**Work to be completed**
One part of the entries below is wanted: the lines from the one containing "use crate::value::AudioHandle;" through the one containing "initialized without pending". Write those out exactly and nothing else.

+ + + +

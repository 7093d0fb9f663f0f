//! Asynchronous backend readiness.
//!
//! Some modules cannot process AUDIO input until a heavyweight backend resource
//! has been acquired. [`ReadinessCoordinator`] tracks which modules are still
//! pending and runs barrier callbacks once none are. [`AsyncBackend`] is the
//! per-module slot: it queues inbound audio while setup is outstanding and
//! replays the queue, in arrival order, when the backend arrives.
//!
//! Setup completion is driven from outside: whoever acquires the backend calls
//! [`AsyncBackend::complete_setup`]. There is no timeout; a module whose setup
//! never completes stays pending.

use std::cell::RefCell;
use std::collections::{BTreeSet, VecDeque};
use std::fmt;
use std::rc::Rc;

use crate::binding::SourceRef;
use crate::value::AudioHandle;

#[derive(Default)]
struct CoordinatorState {
    pending: BTreeSet<String>,
    initialized: BTreeSet<String>,
    waiters: Vec<Box<dyn FnOnce()>>,
}

/// Shared pending/initialized bookkeeping for a graph.
///
/// Cloning shares the state.
#[derive(Clone, Default)]
pub struct ReadinessCoordinator {
    state: Rc<RefCell<CoordinatorState>>,
}

impl ReadinessCoordinator {
    /// Creates a coordinator with nothing pending.
    pub fn new() -> Self {
        Self::default()
    }

    /// Records `module_id` as waiting for setup.
    pub fn register_pending(&self, module_id: &str) {
        let mut state = self.state.borrow_mut();
        state.initialized.remove(module_id);
        state.pending.insert(module_id.to_string());
        tracing::debug!(module = module_id, "readiness: registered pending");
    }

    /// Moves `module_id` from pending to initialized.
    ///
    /// Runs the barrier callbacks if this was the last pending module.
    pub fn mark_initialized(&self, module_id: &str) {
        {
            let mut state = self.state.borrow_mut();
            if !state.pending.remove(module_id) {
                tracing::debug!(module = module_id, "readiness: initialized without pending entry");
            }
            state.initialized.insert(module_id.to_string());
        }
        tracing::debug!(module = module_id, "readiness: initialized");
        self.fire_if_settled();
    }

    /// Forgets a module that will never initialize (disposed while pending).
    pub fn unregister(&self, module_id: &str) {
        let removed = {
            let mut state = self.state.borrow_mut();
            state.initialized.remove(module_id);
            state.pending.remove(module_id)
        };
        if removed {
            tracing::debug!(module = module_id, "readiness: unregistered pending module");
            self.fire_if_settled();
        }
    }

    /// Runs `callback` once every currently pending module has initialized.
    ///
    /// Runs it immediately if nothing is pending.
    pub fn when_all_ready(&self, callback: impl FnOnce() + 'static) {
        {
            let mut state = self.state.borrow_mut();
            if !state.pending.is_empty() {
                state.waiters.push(Box::new(callback));
                return;
            }
        }
        callback();
    }

    /// Returns `true` if `module_id` is waiting for setup.
    pub fn is_pending(&self, module_id: &str) -> bool {
        self.state.borrow().pending.contains(module_id)
    }

    /// Returns `true` if `module_id` has completed setup.
    pub fn is_initialized(&self, module_id: &str) -> bool {
        self.state.borrow().initialized.contains(module_id)
    }

    /// Number of modules still waiting for setup.
    pub fn pending_count(&self) -> usize {
        self.state.borrow().pending.len()
    }

    /// Returns `true` when no module is pending.
    pub fn all_ready(&self) -> bool {
        self.state.borrow().pending.is_empty()
    }

    /// Clears all bookkeeping, including callbacks that have not fired.
    pub fn reset(&self) {
        let dropped = {
            let mut state = self.state.borrow_mut();
            state.pending.clear();
            state.initialized.clear();
            std::mem::take(&mut state.waiters).len()
        };
        tracing::debug!(dropped_waiters = dropped, "readiness: reset");
    }

    fn fire_if_settled(&self) {
        let waiters = {
            let mut state = self.state.borrow_mut();
            if !state.pending.is_empty() {
                return;
            }
            std::mem::take(&mut state.waiters)
        };
        if !waiters.is_empty() {
            tracing::debug!(count = waiters.len(), "readiness: barrier released");
        }
        for waiter in waiters {
            waiter();
        }
    }
}

impl fmt::Debug for ReadinessCoordinator {
    fn fmt(&self, f: &mut fmt::Formatter<'_>) -> fmt::Result {
        let state = self.state.borrow();
        f.debug_struct("ReadinessCoordinator")
            .field("pending", &state.pending)
            .field("initialized", &state.initialized)
            .field("waiters", &state.waiters.len())
            .finish()
    }
}

/// Environment handed to module constructors.
///
/// Carries the graph's shared [`ReadinessCoordinator`] and whether an audio
/// backend exists at all. Without one, async modules skip setup entirely and
/// never register as pending.
#[derive(Debug, Clone)]
pub struct ModuleContext {
    coordinator: ReadinessCoordinator,
    backend_available: bool,
}

impl ModuleContext {
    /// Creates a context.
    pub fn new(coordinator: ReadinessCoordinator, backend_available: bool) -> Self {
        Self {
            coordinator,
            backend_available,
        }
    }

    /// The shared coordinator.
    pub fn coordinator(&self) -> &ReadinessCoordinator {
        &self.coordinator
    }

    /// Whether an audio backend can be acquired.
    pub fn backend_available(&self) -> bool {
        self.backend_available
    }
}

impl Default for ModuleContext {
    fn default() -> Self {
        Self::new(ReadinessCoordinator::new(), true)
    }
}

/// An AUDIO push that arrived while the backend was still pending.
#[derive(Debug, Clone, PartialEq)]
pub struct PendingAudio {
    /// Input port the value arrived on.
    pub port: String,
    /// The handle pushed by the producer.
    pub handle: AudioHandle,
    /// Producer of the value.
    pub source: SourceRef,
}

/// Lifecycle of an [`AsyncBackend`].
#[derive(Debug, Clone, Copy, PartialEq, Eq)]
pub enum BackendState {
    /// No backend capability in this environment; input is never processed.
    Unavailable,
    /// Setup outstanding; input is queued.
    Pending,
    /// Backend acquired; input is delivered immediately.
    Ready,
    /// Backend handed back on dispose; input is dropped.
    Released,
}

enum Slot<B> {
    Unavailable,
    Pending,
    Ready(Rc<B>),
    Released,
}

impl<B> Slot<B> {
    fn state(&self) -> BackendState {
        match self {
            Slot::Unavailable => BackendState::Unavailable,
            Slot::Pending => BackendState::Pending,
            Slot::Ready(_) => BackendState::Ready,
            Slot::Released => BackendState::Released,
        }
    }
}

/// Per-module backend slot with a FIFO queue for input that arrives early.
pub struct AsyncBackend<B> {
    module_id: String,
    coordinator: ReadinessCoordinator,
    slot: RefCell<Slot<B>>,
    queue: RefCell<VecDeque<PendingAudio>>,
}

impl<B> AsyncBackend<B> {
    /// Creates the slot and, when the context has a backend, registers the
    /// module as pending.
    pub fn new(module_id: impl Into<String>, context: &ModuleContext) -> Self {
        let module_id = module_id.into();
        let slot = if context.backend_available() {
            context.coordinator().register_pending(&module_id);
            Slot::Pending
        } else {
            tracing::debug!(module = %module_id, "readiness: backend unavailable");
            Slot::Unavailable
        };
        Self {
            module_id,
            coordinator: context.coordinator().clone(),
            slot: RefCell::new(slot),
            queue: RefCell::new(VecDeque::new()),
        }
    }

    /// Current lifecycle state.
    pub fn state(&self) -> BackendState {
        self.slot.borrow().state()
    }

    /// Returns `true` once setup has completed and before release.
    pub fn is_ready(&self) -> bool {
        self.state() == BackendState::Ready
    }

    /// Number of queued inputs.
    pub fn pending_len(&self) -> usize {
        self.queue.borrow().len()
    }

    /// Borrowed view of the backend, if ready.
    pub fn backend(&self) -> Option<Rc<B>> {
        match &*self.slot.borrow() {
            Slot::Ready(backend) => Some(Rc::clone(backend)),
            _ => None,
        }
    }

    /// Delivers `input` now if the backend is ready, queues it if setup is
    /// pending, and drops it otherwise.
    pub fn submit(&self, input: PendingAudio, deliver: impl FnOnce(&B, PendingAudio)) {
        let backend = match &*self.slot.borrow() {
            Slot::Ready(backend) => Some(Rc::clone(backend)),
            Slot::Pending => None,
            Slot::Unavailable | Slot::Released => {
                tracing::trace!(module = %self.module_id, port = %input.port, "readiness: input dropped, no backend");
                return;
            }
        };
        match backend {
            Some(backend) => deliver(&backend, input),
            None => {
                tracing::trace!(module = %self.module_id, port = %input.port, "readiness: input queued");
                self.queue.borrow_mut().push_back(input);
            }
        }
    }

    /// Installs `backend`, replays queued input in arrival order through
    /// `deliver`, then reports the module initialized.
    ///
    /// Input submitted while the replay is running joins the back of the queue,
    /// so arrival order is preserved. Ignored unless setup is pending.
    pub fn complete_setup(&self, backend: B, mut deliver: impl FnMut(&B, PendingAudio)) {
        let state = self.state();
        if state != BackendState::Pending {
            tracing::warn!(module = %self.module_id, ?state, "readiness: setup completed in unexpected state");
            return;
        }

        let backend = Rc::new(backend);
        let mut replayed = 0usize;
        loop {
            let next = self.queue.borrow_mut().pop_front();
            let Some(input) = next else { break };
            deliver(&backend, input);
            replayed += 1;
        }
        *self.slot.borrow_mut() = Slot::Ready(backend);
        tracing::debug!(module = %self.module_id, replayed, "readiness: backend ready");
        self.coordinator.mark_initialized(&self.module_id);
    }

    /// Hands the backend back and drops queued input.
    ///
    /// A module released while still pending is unregistered from the
    /// coordinator so barriers do not wait on it.
    pub fn release(&self) -> Option<B> {
        let previous = std::mem::replace(&mut *self.slot.borrow_mut(), Slot::Released);
        self.queue.borrow_mut().clear();
        match previous {
            Slot::Ready(backend) => Rc::try_unwrap(backend).ok(),
            Slot::Pending => {
                self.coordinator.unregister(&self.module_id);
                None
            }
            Slot::Unavailable | Slot::Released => None,
        }
    }
}

impl<B> fmt::Debug for AsyncBackend<B> {
    fn fmt(&self, f: &mut fmt::Formatter<'_>) -> fmt::Result {
        f.debug_struct("AsyncBackend")
            .field("module_id", &self.module_id)
            .field("state", &self.state())
            .field("queued", &self.pending_len())
            .finish()
    }
}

+ + + +

**Result**
use crate::value::AudioHandle;

#[derive(Default)]
struct CoordinatorState {
    pending: BTreeSet<String>,
    initialized: BTreeSet<String>,
    waiters: Vec<Box<dyn FnOnce()>>,
}

/// Shared pending/initialized bookkeeping for a graph.
///
/// Cloning shares the state.
#[derive(Clone, Default)]
pub struct ReadinessCoordinator {
    state: Rc<RefCell<CoordinatorState>>,
}

impl ReadinessCoordinator {
    /// Creates a coordinator with nothing pending.
    pub fn new() -> Self {
        Self::default()
    }

    /// Records `module_id` as waiting for setup.
    pub fn register_pending(&self, module_id: &str) {
        let mut state = self.state.borrow_mut();
        state.initialized.remove(module_id);
        state.pending.insert(module_id.to_string());
        tracing::debug!(module = module_id, "readiness: registered pending");
    }

    /// Moves `module_id` from pending to initialized.
    ///
    /// Runs the barrier callbacks if this was the last pending module.
    pub fn mark_initialized(&self, module_id: &str) {
        {
            let mut state = self.state.borrow_mut();
            if !state.pending.remove(module_id) {
                tracing::debug!(module = module_id, "readiness: initialized without pending entry");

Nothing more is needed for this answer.